Why running benchmark tests in the console gives different results

I wanted to test the effectiveness of various ways of checking if a value is an array. I've used console.time and jsperf and got conflicting results. Generating the script and running it gave similar jsperf results.
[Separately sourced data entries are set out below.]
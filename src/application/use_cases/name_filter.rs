use fancy_regex::RegexBuilder;

use crate::domain::country::StructuredCountryRecord;
use crate::domain::error::{AppError, Result};

/// Records whose name contains a match of `pattern`, case-insensitively.
///
/// Lookaround and backreferences are supported. Returns a new list in input
/// order. An unparsable pattern, or one that exceeds the backtracking limit
/// on some name, is a `PatternError`; callers treat it as an empty selection.
pub fn filter_by_name(
    records: &[StructuredCountryRecord],
    pattern: &str,
) -> Result<Vec<StructuredCountryRecord>> {
    let invalid = |e: fancy_regex::Error| {
        AppError::PatternError(format!("Invalid pattern '{}': {}", pattern, e))
    };

    let regex = RegexBuilder::new(pattern)
        .case_insensitive(true)
        .build()
        .map_err(invalid)?;

    let mut matched = Vec::new();
    for record in records {
        if regex.is_match(record.name()).map_err(invalid)? {
            matched.push(record.clone());
        }
    }
    Ok(matched)
}

#[cfg(test)]
mod tests {
    use super::*;

    fn records(names: &[&str]) -> Vec<StructuredCountryRecord> {
        names
            .iter()
            .map(|name| StructuredCountryRecord::with_counts(name, 1, 1.0))
            .collect()
    }

    fn names(records: &[StructuredCountryRecord]) -> Vec<&str> {
        records.iter().map(|r| r.name()).collect()
    }

    #[test]
    fn test_prefix_pattern_is_case_insensitive() {
        let all = records(&["Argentina", "albania", "Brazil", "Canada", "Austria"]);
        let matched = filter_by_name(&all, "^A").unwrap();
        assert_eq!(names(&matched), vec!["Argentina", "albania", "Austria"]);
    }

    #[test]
    fn test_partial_match_anywhere_in_name() {
        let all = records(&["Finland", "Iceland", "Landia", "Chile"]);
        let matched = filter_by_name(&all, "land$").unwrap();
        assert_eq!(names(&matched), vec!["Finland", "Iceland"]);

        let matched = filter_by_name(&all, "LAN").unwrap();
        assert_eq!(matched.len(), 3);
    }

    #[test]
    fn test_lookahead_and_backreference() {
        let all = records(&["Greece", "Morocco", "Chile", "Austria", "Argentina"]);

        let matched = filter_by_name(&all, "^a(?!u)").unwrap();
        assert_eq!(names(&matched), vec!["Argentina"]);

        let matched = filter_by_name(&all, r"(.)\1").unwrap();
        assert_eq!(names(&matched), vec!["Greece", "Morocco"]);
    }

    #[test]
    fn test_no_matches_is_empty_not_error() {
        let all = records(&["Chile", "Peru"]);
        assert!(filter_by_name(&all, "[0-9]").unwrap().is_empty());
    }

    #[test]
    fn test_invalid_pattern_reports_error() {
        let all = records(&["Chile"]);
        let err = filter_by_name(&all, "[unclosed").unwrap_err();
        assert!(matches!(err, AppError::PatternError(_)));
    }

    #[test]
    fn test_input_is_not_mutated() {
        let all = records(&["Chile", "Peru"]);
        let _ = filter_by_name(&all, "^P").unwrap();
        assert_eq!(all.len(), 2);
    }
}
jsperf link http://jsperf.com/is-it-an-array

my code

a={test:'a',foo:'bar'};
b='abcdef';
c=[1,2,3,4,5,6]
d=3.14

length=1e6;
l=length;
console.time(1);
while(l--){
  a instanceof Array ?true:false;
  b instanceof Array ?true:false;
  c instanceof Array ?true:false;
  d instanceof Array ?true:false;
}
console.timeEnd(1);
l=length;
console.time(2);
while(l--){
  a.pop?true:false;
  b.pop?true:false;
  c.pop?true:false;
  d.pop?true:false;
}
console.timeEnd(2);
l=length;
console.time(3);
while(l--){
  Array.isArray(a)?true:false;
  Array.isArray(b)?true:false;
  Array.isArray(c)?true:false;
  Array.isArray(d)?true:false;
}
console.timeEnd(3);
l=length;
console.time(4);
while(l--){
  a.constructor == Array?true:false;
  b.constructor == Array?true:false;
  c.constructor == Array?true:false;
  d.constructor == Array?true:false;
}
console.timeEnd(4);

      

On my computer Firefox works better with them than Chrome using jsperf. The fastest solution is to use instanceof

and the worst is .pop

. In chrome it isArray

is the fastest and .pop

still the slowest.

But running these tests in the console .pop

will never get slower.

Firefox

1: 153.35ms
2: 166.88ms //.pop
3: 169.94ms
4: 193.73ms

      

Chromium

1: 286.000ms
2: 207.000ms //.pop
3: 270.000ms
4: 266.000ms

      

What does using the console to run code give different results?